Żyją nie mając pojęcia o internecie, Facebooku i smartfonach

Technologiczne wykluczenie to nie tylko kłopot seniorów. Z podobnym problemem borykają się osoby, które po kilkunastoletniej odsiadce w więzieniu muszą przywyknąć do życia, w którym ciągłe bycie online jest koniecznością.

Każdy z nas do kolejnych nowinek technologicznych przyzwyczajał się stopniowo, wraz z pojawianiem się na rynku kolejnych gadżetów mających ułatwić nasze życie.

Kilkanaście lat temu nie nosiliśmy przy sobie telefonu komórkowego, który zdążył już skutecznie zastąpić nam odtwarzacz MP3, laptopa bądź tabletu. Internet był czymś znanym wyłącznie z telewizji, a o dostępnie do niego w dowolnej chwili mogliśmy wyłącznie pomarzyć. Nie było też czegoś takiego jak serwisy społecznościowe. Świat naprawdę szybko pomknął do przodu.

Nie wiedzą jednak o tym ludzie, które ostatnie lata swojego życia przebywali w więzieniach, gdzie o dostępie do sieci i jakichkolwiek nowych technologii można tylko pomarzyć.

Reklama

Świat przyszłości za kratkami

Więźniowie, którzy zaczęli odsiadkę na początku lat dziewięćdziesiątych i dopiero teraz znaleźli się na wolności mogą czuć się niczym podróżnicy w czasie, którzy trafili do przyszłości. Ci ludzie nie wiedzą czym jest sieć, a komórkę - wtedy jeszcze w postaci sporej "cegły" widzieli jedynie w reklamach. Jak wyobrażają sobie oni internet znany im tylko z opowiadań rodziny i znajomych, którzy ich odwiedzali?

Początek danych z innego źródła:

// SPDX-License-Identifier: MIT

//! Wall-clock label rendering (SPEC_FULL.md §4.5 "timezone handling").
//!
//! Internally every timestamp is an epoch-millisecond integer; this module
//! is the one place that turns one into the human-readable, timezone-aware
//! label an operator reads in the CLI.

use chrono::{TimeZone, Utc};
use chrono_tz::Tz;

/// Render `epoch_ms` as `YYYY-MM-DD HH:MM:SS TZ` in `timezone`.
///
/// An unrecognized IANA name falls back to UTC rather than failing the
/// caller — a label is diagnostic output, not something worth aborting a
/// command over.
pub fn format_wall_clock(epoch_ms: u64, timezone: &str) -> String {
    let utc = Utc.timestamp_millis_opt(epoch_ms as i64).single().unwrap_or_else(Utc::now);
    match timezone.parse::<Tz>() {
        Ok(tz) => utc.with_timezone(&tz).format("%Y-%m-%d %H:%M:%S %Z").to_string(),
        Err(_) => utc.format("%Y-%m-%d %H:%M:%S UTC").to_string(),
    }
}

#[cfg(test)]
#[path = "wall_clock_tests.rs"]
mod tests;
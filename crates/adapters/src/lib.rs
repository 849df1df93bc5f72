// SPDX-License-Identifier: MIT

//! Job Adapter (spec.md §4.6, component C6): translates executor intents
//! into orchestrator jobs/injections and ingests lifecycle callbacks back
//! into a typed event stream via one trait with pluggable backends.

#![cfg_attr(test, allow(clippy::unwrap_used))]

pub mod error;
pub mod job_adapter;
pub mod kube_adapter;
pub mod lifecycle;
pub mod logs;
pub mod spec;

#[cfg(any(test, feature = "test-support"))]
pub mod fake;

pub use error::AdapterError;
pub use job_adapter::JobAdapter;
pub use kube_adapter::{InjectionResourceKind, KubeJobAdapter};
pub use lifecycle::LifecycleEvent;
pub use spec::{job_name_for_task, mandatory_annotations, mandatory_labels, InjectionSpec, JobSpec};

#[cfg(any(test, feature = "test-support"))]
pub use fake::FakeJobAdapter;
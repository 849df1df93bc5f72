// SPDX-License-Identifier: MIT

//! Event vocabulary for the control plane (spec.md §3 "Event", §4.1 Event
//! Bus). Every state transition the system makes is first turned into one
//! of these, appended to the trace's stream, and only then folded into
//! queryable state, an event-sourcing discipline applied to this domain's
//! closed vocabulary: task-status updates, orchestrator-job lifecycle,
//! fault-injection lifecycle, datapack build lifecycle, algorithm run
//! lifecycle, collection outcomes, and rate-limiter wait/no-token.

mod dispatch;

use crate::group::GroupId;
use crate::records::ExecutionId;
use crate::task::{TaskId, TaskType};
use crate::trace::TraceId;
use serde::{Deserialize, Serialize};

/// A closed, tagged event. Serializes as `{"type": "event:name", ...}`.
#[derive(Debug, Clone, PartialEq, Serialize, Deserialize)]
#[serde(tag = "type")]
pub enum Event {
    // -- task status --
    #[serde(rename = "task:pending")]
    TaskPending { task_id: TaskId, trace_id: TraceId },

    #[serde(rename = "task:running")]
    TaskRunning { task_id: TaskId, trace_id: TraceId },

    #[serde(rename = "task:completed")]
    TaskCompleted { task_id: TaskId, trace_id: TraceId },

    #[serde(rename = "task:rescheduled")]
    TaskRescheduled {
        task_id: TaskId,
        trace_id: TraceId,
        execute_time_epoch_ms: u64,
        restart_num: u32,
    },

    #[serde(rename = "task:error")]
    TaskError { task_id: TaskId, trace_id: TraceId, message: String },

    #[serde(rename = "task:cancelled")]
    TaskCancelled { task_id: TaskId, trace_id: TraceId },

    // -- orchestrator job lifecycle (spec.md §4.6) --
    #[serde(rename = "job:added")]
    JobAdded { task_id: TaskId, job_name: String },

    #[serde(rename = "job:succeeded")]
    JobSucceeded { task_id: TaskId, job_name: String },

    #[serde(rename = "job:failed")]
    JobFailed { task_id: TaskId, job_name: String, reason: String },

    // -- fault injection lifecycle --
    #[serde(rename = "fault_injection_started")]
    FaultInjectionStarted { task_id: TaskId, namespace: String, benchmark: String },

    #[serde(rename = "fault_injection_completed")]
    FaultInjectionCompleted { task_id: TaskId, namespace: String },

    #[serde(rename = "fault_injection_failed")]
    FaultInjectionFailed { task_id: TaskId, namespace: String, reason: String },

    // -- datapack build lifecycle --
    #[serde(rename = "datapack_build_succeed")]
    DatapackBuildSucceed { task_id: TaskId, dataset_id: String },

    #[serde(rename = "datapack_build_failed")]
    DatapackBuildFailed { task_id: TaskId, reason: String },

    // -- algorithm run lifecycle --
    #[serde(rename = "algo_run_succeed")]
    AlgoRunSucceed { task_id: TaskId, execution_id: ExecutionId },

    #[serde(rename = "algo_run_failed")]
    AlgoRunFailed { task_id: TaskId, execution_id: ExecutionId, reason: String },

    // -- collection outcomes --
    #[serde(rename = "datapack_result_collection")]
    DatapackResultCollection { task_id: TaskId, anomalies: u32 },

    #[serde(rename = "datapack_no_anomaly")]
    DatapackNoAnomaly { task_id: TaskId },

    #[serde(rename = "datapack_no_detector_data")]
    DatapackNoDetectorData { task_id: TaskId },

    #[serde(rename = "algo_result_collection")]
    AlgoResultCollection { task_id: TaskId, execution_id: ExecutionId },

    #[serde(rename = "algo_no_result_data")]
    AlgoNoResultData { task_id: TaskId, execution_id: ExecutionId },

    // -- build image / pedestal --
    #[serde(rename = "image_build_succeed")]
    ImageBuildSucceed { task_id: TaskId, image_ref: String },

    #[serde(rename = "image_build_failed")]
    ImageBuildFailed { task_id: TaskId, reason: String },

    #[serde(rename = "pedestal_restarted")]
    PedestalRestarted { task_id: TaskId, namespace: String, helm_release: String },

    // -- resource arbiter --
    #[serde(rename = "no_token_available")]
    NoTokenAvailable { task_id: TaskId, trace_id: TraceId, category: String },

    #[serde(rename = "namespace_lock_wait")]
    NamespaceLockWait { task_id: TaskId, trace_id: TraceId, namespace: String },

    #[serde(rename = "lease_force_reclaimed")]
    LeaseForceReclaimed { task_id: TaskId, trace_id: TraceId, category: String },

    // -- trace / group --
    #[serde(rename = "trace:completed")]
    TraceCompleted { trace_id: TraceId, group_id: GroupId },

    #[serde(rename = "trace:failed")]
    TraceFailed { trace_id: TraceId, group_id: GroupId },

    #[serde(rename = "trace:cancelled")]
    TraceCancelled { trace_id: TraceId, group_id: GroupId },

    /// Unknown type tags deserialize here instead of failing, so forward
    /// compatibility doesn't break replay of an older stream against a
    /// newer binary.
    #[serde(other)]
    Custom,
}

impl Event {
    pub fn task_id(&self) -> Option<TaskId> {
        dispatch::task_id(self)
    }

    pub fn trace_id(&self) -> Option<TraceId> {
        dispatch::trace_id(self)
    }

    pub fn name(&self) -> &'static str {
        dispatch::name(self)
    }
}

#[cfg(test)]
#[path = "mod_tests.rs"]
mod tests;
// SPDX-License-Identifier: MIT

//! Opaque, serializable carrier for distributed-trace context (spec.md §4.7,
//! §9 "Context propagation").
//!
//! Every task holds two of these: `trace_carrier` links all tasks of one
//! trace, `group_carrier` links all traces of one group. Executors inject
//! the carrier into orchestrator-resource annotations on creation and
//! extract it again on callback. Nothing outside this module is allowed to
//! know the concrete span/context type of whatever tracing SDK backs it —
//! the text-map shape is the only thing that crosses the boundary.

use serde::{Deserialize, Serialize};
use std::collections::BTreeMap;

/// A flat string-to-string map carrying distributed-trace baggage.
///
/// Implements the `opentelemetry` `Injector`/`Extractor` traits so a span
/// context can be written into and read back out of it without this crate
/// depending on any particular tracing backend beyond the propagation API.
#[derive(Debug, Clone, Default, PartialEq, Eq, Serialize, Deserialize)]
pub struct Carrier(BTreeMap<String, String>);

impl Carrier {
    pub fn new() -> Self {
        Self(BTreeMap::new())
    }

    pub fn is_empty(&self) -> bool {
        self.0.is_empty()
    }

    pub fn get(&self, key: &str) -> Option<&str> {
        self.0.get(key).map(String::as_str)
    }

    pub fn insert(&mut self, key: impl Into<String>, value: impl Into<String>) {
        self.0.insert(key.into(), value.into());
    }

    /// Serialize to the JSON string orchestrator annotations store.
    pub fn to_annotation(&self) -> String {
        serde_json::to_string(self).unwrap_or_default()
    }

    /// Parse back from an orchestrator annotation value. An empty or
    /// unparsable annotation yields an empty carrier rather than an error —
    /// a task with no upstream trace context is valid (e.g. the head task
    /// of a fresh submission before the composer injects one).
    pub fn from_annotation(raw: &str) -> Self {
        serde_json::from_str(raw).unwrap_or_default()
    }

    pub fn iter(&self) -> impl Iterator<Item = (&str, &str)> {
        self.0.iter().map(|(k, v)| (k.as_str(), v.as_str()))
    }
}

impl opentelemetry::propagation::Injector for Carrier {
    fn set(&mut self, key: &str, value: String) {
        self.0.insert(key.to_string(), value);
    }
}

impl opentelemetry::propagation::Extractor for Carrier {
    fn get(&self, key: &str) -> Option<&str> {
        self.0.get(key).map(String::as_str)
    }

    fn keys(&self) -> Vec<&str> {
        self.0.keys().map(String::as_str).collect()
    }
}

#[cfg(test)]
#[path = "carrier_tests.rs"]
mod tests;
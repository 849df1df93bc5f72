// SPDX-License-Identifier: MIT

//! Trace: one pipeline of causally linked tasks (spec.md §3 "Trace").

use crate::group::GroupId;
use crate::task::TaskId;
use serde::{Deserialize, Serialize};

crate::define_id! {
    /// Unique identifier for a trace. Carried by every task in the pipeline.
    pub struct TraceId("trc");
}

/// What kind of pipeline this trace implements.
#[derive(Debug, Clone, Copy, PartialEq, Eq, Serialize, Deserialize)]
#[serde(rename_all = "snake_case")]
pub enum TraceType {
    DatapackBuild,
    AlgorithmRun,
    FullPipeline,
}

crate::simple_display! {
    TraceType {
        DatapackBuild => "datapack_build",
        AlgorithmRun => "algorithm_run",
        FullPipeline => "full_pipeline",
    }
}

/// Trace-level status (spec.md §3: "trace completes iff all leaves are
/// terminal; trace fails as soon as any leaf fails and no retry remains").
#[derive(Debug, Clone, Copy, PartialEq, Eq, Serialize, Deserialize)]
#[serde(rename_all = "snake_case")]
pub enum TraceState {
    Running,
    Completed,
    Failed,
    Cancelled,
}

impl TraceState {
    pub fn is_terminal(&self) -> bool {
        matches!(self, TraceState::Completed | TraceState::Failed | TraceState::Cancelled)
    }
}

crate::simple_display! {
    TraceState {
        Running => "running",
        Completed => "completed",
        Failed => "failed",
        Cancelled => "cancelled",
    }
}

/// A single pipeline instance: the ordered chain of tasks implementing one
/// user-facing request.
#[derive(Debug, Clone, Serialize, Deserialize)]
pub struct Trace {
    pub id: TraceId,
    pub trace_type: TraceType,
    pub group_id: GroupId,
    pub project_id: String,
    /// Expected count of terminal leaf tasks (spec.md §3, §4.8).
    pub leaf_num: u32,
    /// Leaf tasks that have reached a terminal state so far.
    pub terminal_leaves: Vec<TaskId>,
    pub state: TraceState,
    pub started_at_epoch_ms: u64,
    pub ended_at_epoch_ms: Option<u64>,
    /// Every task id that has ever belonged to this trace, insertion order.
    pub task_ids: Vec<TaskId>,
}

impl Trace {
    pub fn new(
        trace_type: TraceType,
        group_id: GroupId,
        project_id: impl Into<String>,
        leaf_num: u32,
        started_at_epoch_ms: u64,
    ) -> Self {
        Self {
            id: TraceId::new(),
            trace_type,
            group_id,
            project_id: project_id.into(),
            leaf_num,
            terminal_leaves: Vec::new(),
            state: TraceState::Running,
            started_at_epoch_ms,
            ended_at_epoch_ms: None,
            task_ids: Vec::new(),
        }
    }

    pub fn record_task(&mut self, task_id: TaskId) {
        if !self.task_ids.contains(&task_id) {
            self.task_ids.push(task_id);
        }
    }

    /// Mark a leaf task terminal. Returns the trace's new state if this
    /// transition changed it, per spec.md §3's invariant: the trace
    /// completes once every declared leaf has reached a terminal state, and
    /// fails the instant any leaf fails (without waiting for the rest).
    pub fn record_leaf_terminal(
        &mut self,
        task_id: TaskId,
        leaf_failed: bool,
        at_epoch_ms: u64,
    ) -> Option<TraceState> {
        if self.state.is_terminal() {
            return None;
        }
        if !self.terminal_leaves.contains(&task_id) {
            self.terminal_leaves.push(task_id);
        }

        if leaf_failed {
            self.state = TraceState::Failed;
            self.ended_at_epoch_ms = Some(at_epoch_ms);
            return Some(self.state);
        }

        if self.terminal_leaves.len() as u32 >= self.leaf_num {
            self.state = TraceState::Completed;
            self.ended_at_epoch_ms = Some(at_epoch_ms);
            return Some(self.state);
        }

        None
    }

    pub fn cancel(&mut self, at_epoch_ms: u64) {
        if !self.state.is_terminal() {
            self.state = TraceState::Cancelled;
            self.ended_at_epoch_ms = Some(at_epoch_ms);
        }
    }
}

#[cfg(test)]
#[path = "trace_tests.rs"]
mod tests;
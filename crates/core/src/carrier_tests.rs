// SPDX-License-Identifier: MIT

use super::*;
use opentelemetry::propagation::{Extractor, Injector};

#[test]
fn round_trips_through_annotation_string() {
    let mut carrier = Carrier::new();
    carrier.insert("traceparent", "00-aaaa-bbbb-01");
    carrier.insert("tracestate", "vendor=value");

    let annotation = carrier.to_annotation();
    let restored = Carrier::from_annotation(&annotation);

    assert_eq!(restored.get("traceparent"), Some("00-aaaa-bbbb-01"));
    assert_eq!(restored.get("tracestate"), Some("vendor=value"));
}

#[test]
fn unparsable_annotation_yields_empty_carrier() {
    let carrier = Carrier::from_annotation("not json");
    assert!(carrier.is_empty());
}

#[test]
fn implements_injector_and_extractor() {
    let mut carrier = Carrier::new();
    carrier.set("k", "v".to_string());
    assert_eq!(Extractor::get(&carrier, "k"), Some("v"));
    assert_eq!(Extractor::keys(&carrier), vec!["k"]);
}
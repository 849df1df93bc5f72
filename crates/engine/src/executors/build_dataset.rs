// SPDX-License-Identifier: MIT

//! BUILD_DATASET executor (spec.md §4.5): admits on the BUILD token
//! category, reads the parent INJECT_FAULT's `InjectionSchedule` for the
//! fault window it must package, and creates the build job.

use std::time::Duration;

use async_trait::async_trait;
use rcab_adapters::spec::base_env;
use rcab_adapters::{mandatory_annotations, mandatory_labels, JobAdapter, JobSpec};
use rcab_arbiter::Category;
use rcab_core::task::payload;
use rcab_core::{Clock, Event, Task};

use super::arbitration::acquire_token_or_reschedule;
use super::fields;
use crate::context::TaskContext;
use crate::error::ExecutorError;
use crate::executor::{ExecOutcome, Executor};

pub struct BuildDatasetExecutor;

#[async_trait]
impl<A: JobAdapter, C: Clock> Executor<A, C> for BuildDatasetExecutor {
    async fn execute(
        &self,
        ctx: &TaskContext<A, C>,
        task: &Task,
    ) -> Result<ExecOutcome, ExecutorError> {
        let namespace = payload::string(&task.payload, fields::NAMESPACE)?;
        let benchmark = payload::string(&task.payload, fields::BENCHMARK)?;
        let image = payload::string(&task.payload, fields::BUILD_IMAGE)?;

        let parent_id = task.parent_task_id.ok_or_else(|| {
            ExecutorError::Validation("BUILD_DATASET requires parent_task_id".into())
        })?;
        let injection = ctx
            .records
            .get_injection(parent_id)
            .map_err(|err| ExecutorError::Validation(err.to_string()))?;

        let lease_ttl = Duration::from_secs(ctx.config.token_lease_ttl_secs);
        if let Some(outcome) =
            acquire_token_or_reschedule(ctx, task, Category::Build, lease_ttl).await?
        {
            return Ok(outcome);
        }

        let labels = mandatory_labels(
            task.id,
            task.trace_id,
            task.group_id,
            &task.project_id,
            &task.user_id,
            task.task_type,
        );
        let annotations = mandatory_annotations(&task.trace_carrier, &task.group_carrier);
        let now = ctx.clock.epoch_ms();
        let mut env = base_env(&ctx.config.timezone, now, &ctx.config.workspace_root.display().to_string());
        env.insert("BENCHMARK".into(), benchmark.clone());
        env.insert("NAMESPACE".into(), namespace.clone());
        if let Some(start) = injection.start_time_epoch_ms {
            env.insert("FAULT_START_TIME".into(), start.to_string());
        }
        if let Some(end) = injection.end_time_epoch_ms {
            env.insert("FAULT_END_TIME".into(), end.to_string());
        }

        let spec = JobSpec {
            task_id: task.id,
            namespace,
            image,
            command: None,
            labels,
            annotations,
            env,
        };
        let job_name = spec.job_name();
        ctx.adapter.create_job(spec).await?;
        ctx.bus.append(task.trace_id, Event::JobAdded { task_id: task.id, job_name }, None);

        Ok(ExecOutcome::AwaitingCallback)
    }
}

#[cfg(test)]
#[path = "build_dataset_tests.rs"]
mod tests;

- Internet to strony, z których można przejść do kolejnych stron i tak bez końca. Wiem, że na Facebooku mogę znaleźć swoich kolegów ze szkoły średniej, ale szczerze mówiąc nie ma pojęcia, co mógłbym zrobić po kliknięciu na ich imię i nazwisko. (...) 

- Kiedyś, podczas oglądania telewizji widziałem też aplikację na telefon. Po naciśnięciu przycisku program ten przenosi cię na coś jakby stronę w sieci, ale znacznie szybciej - chwali się swoją i tak sporą wiedzą ponad 30-letni więzień jednego z kalifornijskich ośrodków w wywiadzie dla seriwsu BuzzFeed.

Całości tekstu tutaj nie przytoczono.